» Saved data entries
========

impl Coordinator {
    /// Coordinator around `node` (its own clock) and an injected registry
    pub fn new(
        node: Arc<ClockNode>,
        registry: Arc<ClientRegistry>,
        config: CoordinatorConfig,
    ) -> SyncResult<Self> {
        config.validate()?;
        Ok(Coordinator {
            inner: Arc::new(CoordinatorInner {
                node,
                registry,
                config,
                round_lock: tokio::sync::Mutex::new(()),
                rounds: AtomicU64::new(0),
                last_report: Mutex::new(None),
            }),
        })
    }

    /// Coordinator named "server" on the system clock
    pub fn system(registry: Arc<ClientRegistry>, config: CoordinatorConfig) -> SyncResult<Self> {
        let node = ClockNode::system(NodeId::coordinator(), Default::default());
        Self::new(Arc::new(node), registry, config)
    }

    pub fn id(&self) -> &NodeId {
        self.inner.node.id()
    }

    /// The coordinator's own clock
    pub fn node(&self) -> &Arc<ClockNode> {
        &self.inner.node
    }

    pub fn registry(&self) -> &Arc<ClientRegistry> {
        &self.inner.registry
    }

    pub fn config(&self) -> &CoordinatorConfig {
        &self.inner.config
    }

    pub fn now(&self) -> Timestamp {
        self.inner.node.now()
    }

    pub fn rounds_completed(&self) -> u64 {
        self.inner.rounds.load(Ordering::Relaxed)
    }

    pub fn last_report(&self) -> Option<Arc<RoundReport>> {
        self.inner.last_report.lock().clone()
    }

    /// Add or replace a registry entry. Returns true on replacement.
    pub fn register_node(&self, id: NodeId, handle: RemoteHandle) -> SyncResult<bool> {
        if !id.is_valid() || &id == self.id() {
            return Err(SyncError::InvalidNodeId(id));
        }
        let replaced = self.inner.registry.register(id.clone(), handle);
        tracing::info!(
            node = %id,
            replaced,
            registered = self.inner.registry.len(),
            "Node registered"
        );
        Ok(replaced)
    }

    /// Run a round in the background
    pub fn trigger(&self) -> JoinHandle<SyncResult<Arc<RoundReport>>> {
        let coordinator = self.clone();
        tokio::spawn(async move {
            let result = coordinator.run_round().await;
            if let Err(e) = &result {
                tracing::error!("Synchronization round failed: {}", e);
            }
            result
        })
    }

    /// Run one complete round. Concurrent calls run one after another.
    pub async fn run_round(&self) -> SyncResult<Arc<RoundReport>> {
        let _guard = self.inner.round_lock.lock().await;
        let config = &self.inner.config;
        let own = self.inner.node.clone();
        let round = self.inner.rounds.load(Ordering::Relaxed) + 1;

        let reference = own.query_time().await?;
        let snapshot = self.inner.registry.snapshot();
        tracing::debug!(round, nodes = snapshot.len(), %reference, "Round started");

        // Gather
        let clock = own.clone();
        let samples = self
            .fan_out(snapshot, move |_, handle| {
                let clock = clock.clone();
                async move {
                    let started = clock.now();
                    let reported = handle.query_time().await?;
                    let finished = clock.now();
                    Ok::<_, SyncError>(Sample {
                        reported,
                        started,
                        finished,
                    })
                }
            })
            .await;

        let mut entries: BTreeMap<NodeId, Entry> = BTreeMap::new();
        let mut failed: Vec<NodeOutcome> = Vec::new();
        for (id, handle, result) in samples {
            match result {
                Ok(sample) => {
                    let outcome = NodeOutcome {
                        id: id.clone(),
                        reported: Some(sample.reported),
                        rtt_ms: Some(sample.rtt_ms()),
                        adjusted: Some(sample.adjusted()),
                        skew_ms: Some(sample.skew(reference)),
                        adjustment_ms: None,
                        evicted: false,
                        failure: None,
                    };
                    entries.insert(id, Entry { handle, outcome });
                }
                Err(e) => {
                    self.evict(&id, &handle, &e);
                    failed.push(NodeOutcome::failed(id, e.to_string()));
                }
            }
        }

        // Reduce
        let mut skews = Vec::with_capacity(entries.len() + 1);
        skews.push(0);
        skews.extend(entries.values().filter_map(|e| e.outcome.skew_ms));
        let average = average_skew(&skews);

        // Distribute
        let own_adjustment = adjustment_for(average, 0, config.rounding);
        own.adjust(own_adjustment);

        let deltas: BTreeMap<NodeId, i64> = entries
            .iter()
            .map(|(id, entry)| {
                let skew = entry.outcome.skew_ms.unwrap_or_default();
                (id.clone(), adjustment_for(average, skew, config.rounding))
            })
            .collect();
        let targets: Vec<(NodeId, RemoteHandle)> = entries
            .iter()
            .map(|(id, entry)| (id.clone(), entry.handle.clone()))
            .collect();

        let results = self
            .fan_out(targets, |id, handle| {
                let delta = deltas.get(id).copied().unwrap_or_default();
                async move { handle.apply_adjustment(delta).await }
            })
            .await;
        for (id, handle, result) in results {
            let Some(entry) = entries.get_mut(&id) else {
                continue;
            };
            match result {
                Ok(()) => entry.outcome.adjustment_ms = deltas.get(&id).copied(),
                Err(e) => {
                    self.evict(&id, &handle, &e);
                    entry.outcome.evicted = true;
                    entry.outcome.failure = Some(e.to_string());
                }
            }
        }

        let new_time = own.now();
        if config.notify_checkpoints {
            self.notify_checkpoints(&entries, new_time).await;
        }

        let mut nodes = Vec::with_capacity(entries.len() + failed.len() + 1);
        nodes.push(NodeOutcome {
            id: own.id().clone(),
            reported: Some(reference),
            rtt_ms: Some(0),
            adjusted: Some(reference),
            skew_ms: Some(0),
            adjustment_ms: Some(own_adjustment),
            evicted: false,
            failure: None,
        });
        let mut rest: Vec<NodeOutcome> = entries
            .into_values()
            .map(|e| e.outcome)
            .chain(failed)
            .collect();
        rest.sort_by(|a, b| a.id.cmp(&b.id));
        nodes.extend(rest);

        let report = Arc::new(RoundReport {
            round,
            reference,
            average_skew_ms: average,
            rounding: config.rounding,
            new_time,
            nodes,
        });
        report.log();

        self.inner.rounds.store(round, Ordering::Relaxed);
        *self.inner.last_report.lock() = Some(report.clone());
        Ok(report)
    }

    /// Poll the registry until every id in `expected` is present or
    /// `timeout` elapses. Returns the ids still missing.
    pub async fn await_registrations(
        &self,
        expected: &[NodeId],
        timeout: Duration,
        poll: Duration,
    ) -> Vec<NodeId> {
        let deadline = tokio::time::Instant::now() + timeout;
        loop {
            let missing: Vec<NodeId> = expected
                .iter()
                .filter(|id| !self.inner.registry.contains(id))
                .cloned()
                .collect();
            if missing.is_empty() {
                tracing::info!(expected = expected.len(), "All expected nodes registered");
                return missing;
            }
            let now = tokio::time::Instant::now();
            if now >= deadline {
                let names: Vec<&str> = missing.iter().map(NodeId::as_str).collect();
                tracing::warn!(missing = ?names, "Gave up waiting for nodes");
                return missing;
            }
            tokio::time::sleep(poll.min(deadline - now)).await;
        }
    }

    /// Trigger a round every `period` until the returned future is dropped
    pub async fn run_periodic(&self, period: Duration) {
        let mut ticker = tokio::time::interval_at(tokio::time::Instant::now() + period, period);
        ticker.set_missed_tick_behavior(tokio::time::MissedTickBehavior::Delay);
        loop {
            ticker.tick().await;
            if let Err(e) = self.run_round().await {
                tracing::error!("Periodic round failed: {}", e);
            }
        }
    }

    async fn notify_checkpoints(&self, entries: &BTreeMap<NodeId, Entry>, reference: Timestamp) {
        let targets: Vec<(NodeId, RemoteHandle)> = entries
            .iter()
            .filter(|(_, e)| !e.outcome.evicted)
            .map(|(id, e)| (id.clone(), e.handle.clone()))
            .collect();
        let results = self
            .fan_out(targets, move |_, handle| async move {
                handle.notify_checkpoint(reference).await
            })
            .await;
        for (id, _, result) in results {
            if let Err(e) = result {
                tracing::debug!(node = %id, "Checkpoint not delivered: {}", e);
            }
        }
    }

    fn evict(&self, id: &NodeId, handle: &RemoteHandle, cause: &SyncError) {
        let removed = self.inner.registry.evict(id, handle);
        tracing::warn!(node = %id, removed, "Evicting node: {}", cause);
    }

    /// Run `op` against every target, at most `max_concurrency` at a time,
    /// each bounded by `call_timeout`. Results come back in target order.
    async fn fan_out<T, F, Fut>(
        &self,
        targets: Vec<(NodeId, RemoteHandle)>,
        op: F,
    ) -> Vec<(NodeId, RemoteHandle, SyncResult<T>)>
    where
        T: Send + 'static,
        F: Fn(&NodeId, RemoteHandle) -> Fut,
        Fut: Future<Output = SyncResult<T>> + Send + 'static,
    {
        let limit = self.inner.config.max_concurrency.min(Semaphore::MAX_PERMITS);
        let semaphore = Arc::new(Semaphore::new(limit));
        let timeout = self.inner.config.call_timeout;

        let mut tasks = JoinSet::new();
        for (index, (id, handle)) in targets.iter().enumerate() {
            let call = op(id, handle.clone());
            let semaphore = semaphore.clone();
            let peer = id.to_string();
            tasks.spawn(async move {
                let _permit = semaphore.acquire_owned().await;
                let result = match tokio::time::timeout(timeout, call).await {
                    Ok(result) => result,
                    Err(_) => Err(SyncError::Timeout {
                        peer,
                        after: timeout,
                    }),
                };
                (index, result)
            });
        }

        let mut results: Vec<Option<SyncResult<T>>> = targets.iter().map(|_| None).collect();
        while let Some(joined) = tasks.join_next().await {
            match joined {
                Ok((index, result)) => results[index] = Some(result),
                Err(e) => tracing::warn!("Round task failed: {}", e),
            }
        }

        targets
            .into_iter()
            .zip(results)
            .map(|((id, handle), result)| {
                let result = result.unwrap_or_else(|| {
                    Err(SyncError::Communication {
                        peer: id.to_string(),
                        reason: "call aborted".to_string(),
                    })
                });
                (id, handle, result)
            })
            .collect()
    }
}
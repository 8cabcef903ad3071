//! Command-line surfaces for the clocksync binaries

use std::net::SocketAddr;
use std::time::Duration;

use clap::{Args, Parser};

use clocksync_core::{ClockOffset, NodeId};
use clocksync_runtime::{
    CoordinatorConfig, LogFormat, NodeConfig, Rounding, TelemetryConfig, DEFAULT_PORT,
};

fn parse_duration(s: &str) -> Result<Duration, String> {
    humantime::parse_duration(s).map_err(|e| format!("{:?}: {}", s, e))
}

#[derive(Args, Debug, Clone)]
pub struct LogArgs {
    /// Log filter when RUST_LOG is unset (trace, debug, info, warn, error)
    #[arg(long, default_value = "info")]
    pub log_level: String,

    /// Log format (pretty, compact, json)
    #[arg(long, default_value = "pretty")]
    pub log_format: LogFormat,
}

impl LogArgs {
    pub fn telemetry(&self) -> TelemetryConfig {
        TelemetryConfig {
            level: self.log_level.clone(),
            format: self.log_format,
            ..Default::default()
        }
    }
}

/// Berkeley clock synchronization coordinator
#[derive(Parser, Debug)]
#[command(name = "clocksync-coordinator", version)]
pub struct CoordinatorArgs {
    /// Address to listen on
    #[arg(short, long, default_value_t = SocketAddr::from(([0, 0, 0, 0], DEFAULT_PORT)))]
    pub bind: SocketAddr,

    /// Per-call timeout for node queries and adjustments
    #[arg(long, default_value = "2s", value_parser = parse_duration)]
    pub timeout: Duration,

    /// Nodes polled at once
    #[arg(long, default_value_t = 16)]
    pub max_concurrency: usize,

    /// Rounding of fractional adjustments (nearest, truncate)
    #[arg(long, default_value = "nearest")]
    pub rounding: Rounding,

    /// Do not send nodes the new reference time after a round
    #[arg(long)]
    pub no_checkpoints: bool,

    /// Also run a round on this period, e.g. "1m"
    #[arg(long, value_parser = parse_duration)]
    pub interval: Option<Duration>,

    /// Node ids to wait for before the first round (comma separated)
    #[arg(long, value_delimiter = ',')]
    pub expect: Vec<String>,

    /// How long to wait for --expect nodes
    #[arg(long, default_value = "30s", value_parser = parse_duration)]
    pub wait: Duration,

    /// Skip the round that follows the wait for --expect nodes
    #[arg(long)]
    pub no_initial_round: bool,

    /// Serve without the interactive shell; stop with Ctrl-C
    #[arg(long)]
    pub no_shell: bool,

    #[command(flatten)]
    pub log: LogArgs,
}

impl CoordinatorArgs {
    pub fn config(&self) -> CoordinatorConfig {
        CoordinatorConfig {
            bind: self.bind,
            call_timeout: self.timeout,
            max_concurrency: self.max_concurrency,
            rounding: self.rounding,
            notify_checkpoints: !self.no_checkpoints,
            sync_interval: self.interval,
            expected_nodes: self.expect.iter().map(NodeId::new).collect(),
            registration_wait: self.wait,
            initial_round: !self.no_initial_round,
            ..Default::default()
        }
    }
}

/// Clock node that registers with a coordinator and follows its corrections
#[derive(Parser, Debug)]
#[command(name = "clocksync-node", version)]
pub struct NodeArgs {
    /// Identity, unique within the group
    pub id: String,

    /// Coordinator address
    #[arg(short, long, default_value_t = SocketAddr::from(([127, 0, 0, 1], DEFAULT_PORT)))]
    pub coordinator: SocketAddr,

    /// Initial clock skew in seconds, may be negative
    #[arg(short, long, default_value_t = 0, allow_hyphen_values = true)]
    pub offset: i64,

    /// Address to listen on
    #[arg(short, long, default_value = "0.0.0.0:0")]
    pub bind: SocketAddr,

    /// Address the coordinator should call back (defaults to the source address)
    #[arg(long)]
    pub advertise: Option<SocketAddr>,

    /// Per-call timeout towards the coordinator
    #[arg(long, default_value = "2s", value_parser = parse_duration)]
    pub timeout: Duration,

    /// Registration attempts before giving up
    #[arg(long, default_value_t = 5)]
    pub register_attempts: u32,

    #[command(flatten)]
    pub log: LogArgs,
}

impl NodeArgs {
    pub fn config(&self) -> NodeConfig {
        NodeConfig {
            bind: self.bind,
            advertise: self.advertise,
            initial_offset: ClockOffset::from_secs(self.offset),
            call_timeout: self.timeout,
            register_attempts: self.register_attempts,
            ..NodeConfig::new(self.id.as_str(), self.coordinator)
        }
    }
}

#[cfg(test)]
mod tests {
    use super::*;

    #[test]
    fn test_coordinator_defaults() {
        let args = CoordinatorArgs::try_parse_from(["clocksync-coordinator"]).unwrap();
        let config = args.config();
        assert_eq!(config.bind.port(), 1099);
        assert_eq!(config.call_timeout, Duration::from_secs(2));
        assert_eq!(config.rounding, Rounding::Nearest);
        assert!(config.notify_checkpoints);
        assert!(config.expected_nodes.is_empty());
        assert!(config.validate().is_ok());
    }

    #[test]
    fn test_coordinator_flags() {
        let args = CoordinatorArgs::try_parse_from([
            "clocksync-coordinator",
            "--expect",
            "client1,client2",
            "--wait",
            "5s",
            "--interval",
            "1m",
            "--rounding",
            "truncate",
            "--log-format",
            "json",
        ])
        .unwrap();
        let config = args.config();
        assert_eq!(config.expected_nodes, vec![NodeId::new("client1"), NodeId::new("client2")]);
        assert_eq!(config.registration_wait, Duration::from_secs(5));
        assert_eq!(config.sync_interval, Some(Duration::from_secs(60)));
        assert_eq!(config.rounding, Rounding::Truncate);
        assert_eq!(args.log.telemetry().format, LogFormat::Json);
    }

    #[test]
    fn test_node_negative_offset() {
        let args = NodeArgs::try_parse_from(["clocksync-node", "client1", "--offset", "-29"]).unwrap();
        let config = args.config();
        assert_eq!(config.id, NodeId::new("client1"));
        assert_eq!(config.initial_offset, ClockOffset(-29_000));
        assert_eq!(config.coordinator, "127.0.0.1:1099".parse().unwrap());
        assert!(config.validate().is_ok());
    }

    #[test]
    fn test_bad_duration_rejected() {
        assert!(CoordinatorArgs::try_parse_from(["clocksync-coordinator", "--wait", "soon"]).is_err());
    }
}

========

» Work required
Which lines of the records above contain the word "Instant"? Report each one in full.

» Exercise solution
        let deadline = tokio::time::Instant::now() + timeout;
            let now = tokio::time::Instant::now();
        let mut ticker = tokio::time::interval_at(tokio::time::Instant::now() + period, period);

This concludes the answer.